December 23: Confrontation, Conversion, Consolation

For he is like a refiner’s fire and like fullers’ soap;…he will purify the descendants of Levi…. Lo, I will send you the prophet Elijah before the great and terrible day of the Lord comes. He will turn the hearts of parents to their children and the hearts of children to their parents….
—Malachi 3:2–4; 4:5–6

These words from the prophet Malachi are the last words in our Old Testament, and they provide a perfect segue to the New Testament. They describe the one who will be the fitting precursor for any coming Messiah. Christians have, of course, usually applied this passage to John the Baptist, as Jesus himself and the Gospel writers already had done. But the text has even more significance: In a very few verses it succeeds in charting the appropriate sequencing of the Word of God.

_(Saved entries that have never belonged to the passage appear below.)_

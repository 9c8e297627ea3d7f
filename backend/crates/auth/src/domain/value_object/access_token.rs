//! Access Token Value Object
//!
//! Bearer credential handed out at login:
//!
//! ```text
//! <user_id>.<issued_at_ms>.<nonce>.<base64url(HMAC-SHA256(secret, "<user_id>.<issued_at_ms>.<nonce>"))>
//! ```
//!
//! `nonce` is 16 random bytes (base64url), so two logins never share a
//! token even within the same millisecond.
//!
//! Tokens carry no expiry. The only way to invalidate one is the blacklist,
//! which stores [`token_digest`] rather than the token itself.

use chrono::Utc;
use platform::crypto::{
    from_base64url, hmac_sha256, random_bytes, sha256_hex, to_base64url, verify_hmac_sha256,
};
use thiserror::Error;

use kernel::id::UserId;

/// Random bytes per token
const NONCE_LENGTH: usize = 16;

#[derive(Debug, Clone, PartialEq, Eq, Error)]
pub enum TokenError {
    #[error("Malformed access token")]
    Malformed,

    #[error("Access token signature mismatch")]
    BadSignature,
}

/// Decoded access token claims
#[derive(Debug, Clone, PartialEq, Eq)]
pub struct AccessToken {
    user_id: UserId,
    issued_at_ms: i64,
    nonce: String,
}

impl AccessToken {
    /// Claims for a token issued now
    pub fn issue(user_id: UserId) -> Self {
        Self {
            user_id,
            issued_at_ms: Utc::now().timestamp_millis(),
            nonce: to_base64url(&random_bytes::<NONCE_LENGTH>()),
        }
    }

    pub fn user_id(&self) -> UserId {
        self.user_id
    }

    fn payload(&self) -> String {
        format!("{}.{}.{}", self.user_id, self.issued_at_ms, self.nonce)
    }

    /// Encode and sign
    pub fn sign(&self, secret: &[u8]) -> String {
        let payload = self.payload();
        let tag = hmac_sha256(secret, payload.as_bytes());
        format!("{}.{}", payload, to_base64url(&tag))
    }

    /// Check the signature (constant time) and decode the claims
    pub fn verify(token: &str, secret: &[u8]) -> Result<Self, TokenError> {
        let (payload, signature) = token.rsplit_once('.').ok_or(TokenError::Malformed)?;
        let tag = from_base64url(signature).map_err(|_| TokenError::Malformed)?;

        if !verify_hmac_sha256(secret, payload.as_bytes(), &tag) {
            return Err(TokenError::BadSignature);
        }

        let mut parts = payload.splitn(3, '.');
        let (Some(user_id), Some(issued_at), Some(nonce)) = (parts.next(), parts.next(), parts.next())
        else {
            return Err(TokenError::Malformed);
        };

        let user_id = user_id.parse::<UserId>().map_err(|_| TokenError::Malformed)?;
        let issued_at_ms = issued_at.parse::<i64>().map_err(|_| TokenError::Malformed)?;
        if nonce.is_empty() {
            return Err(TokenError::Malformed);
        }

        Ok(Self {
            user_id,
            issued_at_ms,
            nonce: nonce.to_string(),
        })
    }
}

/// Blacklist key for a raw token string (SHA-256, lowercase hex)
pub fn token_digest(token: &str) -> String {
    sha256_hex(token.as_bytes())
}

#[cfg(test)]
mod tests {
    use super::*;

    const SECRET: &[u8] = b"0123456789abcdef0123456789abcdef";

    #[test]
    fn test_sign_and_verify() {
        let claims = AccessToken::issue(UserId::new());
        let token = claims.sign(SECRET);

        let decoded = AccessToken::verify(&token, SECRET).unwrap();
        assert_eq!(decoded, claims);
        assert_eq!(token.split('.').count(), 4);
    }

    #[test]
    fn test_wrong_secret_rejected() {
        let token = AccessToken::issue(UserId::new()).sign(SECRET);
        assert_eq!(
            AccessToken::verify(&token, b"another-secret-another-secret-00"),
            Err(TokenError::BadSignature)
        );
    }

    #[test]
    fn test_tampered_user_id_rejected() {
        let token = AccessToken::issue(UserId::new()).sign(SECRET);
        let (_, rest) = token.split_once('.').unwrap();
        let forged = format!("{}.{}", UserId::new(), rest);
        assert_eq!(
            AccessToken::verify(&forged, SECRET),
            Err(TokenError::BadSignature)
        );
    }

    #[test]
    fn test_garbage_is_malformed() {
        assert_eq!(AccessToken::verify("", SECRET), Err(TokenError::Malformed));
        assert_eq!(
            AccessToken::verify("no-dots-here", SECRET),
            Err(TokenError::Malformed)
        );
        assert_eq!(
            AccessToken::verify("a.b.!!!", SECRET),
            Err(TokenError::Malformed)
        );
    }

    #[test]
    fn test_same_millisecond_logins_get_distinct_tokens() {
        let user_id = UserId::new();
        let first = AccessToken::issue(user_id);
        let second = AccessToken {
            issued_at_ms: first.issued_at_ms,
            ..AccessToken::issue(user_id)
        };

        let (a, b) = (first.sign(SECRET), second.sign(SECRET));
        assert_ne!(a, b);
        assert_ne!(token_digest(&a), token_digest(&b));
        assert_eq!(AccessToken::verify(&b, SECRET).unwrap().user_id(), user_id);
    }

    #[test]
    fn test_signed_payload_without_nonce_is_malformed() {
        let payload = format!("{}.{}", UserId::new(), 1_700_000_000_000i64);
        let token = format!("{}.{}", payload, to_base64url(&hmac_sha256(SECRET, payload.as_bytes())));
        assert_eq!(AccessToken::verify(&token, SECRET), Err(TokenError::Malformed));
    }

    #[test]
    fn test_digest_is_stable_hex() {
        let digest = token_digest("abc");
        assert_eq!(digest.len(), 64);
        assert_eq!(digest, token_digest("abc"));
        assert_ne!(digest, token_digest("abd"));
    }
}
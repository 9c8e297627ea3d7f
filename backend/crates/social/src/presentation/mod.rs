//! Presentation Layer
//!
//! HTTP handlers, DTOs and router.

pub mod dto;
pub mod handlers;
pub mod router;

pub use handlers::SocialAppState;
pub use router::{social_router, social_router_generic};
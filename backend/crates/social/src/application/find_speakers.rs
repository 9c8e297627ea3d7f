//! Find Speakers Use Case
//!
//! Matches members by language: native speakers of what the caller is
//! learning, and learners of what the caller speaks natively.

use std::sync::Arc;

use auth::models::User;

use crate::domain::entities::SocialIdentity;
use crate::domain::repository::MemberRepository;
use crate::domain::services::{learning_speakers_filter, native_speakers_filter};
use crate::domain::value_objects::LanguageFilter;
use crate::error::SocialResult;

pub struct FindSpeakersUseCase<R>
where
    R: MemberRepository,
{
    repo: Arc<R>,
}

impl<R> FindSpeakersUseCase<R>
where
    R: MemberRepository,
{
    pub fn new(repo: Arc<R>) -> Self {
        Self { repo }
    }

    pub async fn native_speakers(&self, caller: &SocialIdentity) -> SocialResult<Vec<User>> {
        self.run(caller, native_speakers_filter(caller)).await
    }

    pub async fn learning_speakers(&self, caller: &SocialIdentity) -> SocialResult<Vec<User>> {
        self.run(caller, learning_speakers_filter(caller)).await
    }

    async fn run(
        &self,
        caller: &SocialIdentity,
        filter: Option<LanguageFilter>,
    ) -> SocialResult<Vec<User>> {
        match filter {
            Some(filter) => {
                let users = self.repo.find_speakers(&filter).await?;
                tracing::debug!(
                    user_id = %caller.user_id(),
                    column = filter.column(),
                    matches = users.len(),
                    "Speakers resolved"
                );
                Ok(users)
            }
            None => Ok(Vec::new()),
        }
    }
}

When the Scriptures are used maturely, and they become a precursor to meeting the Christ, they proceed in this order:

  1. They confront us with a bigger picture than we are used to, “God’s kingdom” that has the potential to “deconstruct” our false world views.
  2. They then have the power to convert us to an alternative worldview by proclamation, grace and the sheer attraction of the good, the true and the beautiful (not by shame, guilt or fear which are low-level motivations). “Attraction not promotion,” said Bill Wilson, cofounder of Alcoholics Anonymous.
  3. They then console us and bring deep healing as they “reconstruct” us in a new place with a new mind and heart.

Malachi does this. He describes the work of the God Messenger as both “great and terrible,” both wonderful and threatening at the same time. It is not that the Word of God is threatening us with fire and brimstone, but rather it is saying that goodness is its own reward and evil is its own punishment. If we do the truth and live connected in the world as it really is, we will be blessed and grace can flow, and the consolation will follow from the confrontation with the Big Picture. If we create a false world of separateness and egocentricity, it will not work and we will suffer the consequences even now. In Catholic theology we call this our tradition of “natural law.” In short, we are not punished for our sins, but by our sins!

We are always the “stable” into which the Christ is born anew. All we can really do is keep our stable honest and humble, and the Christ will surely be born.

Reflect

Find a Gospel passage that you look to for consolation and let it challenge you.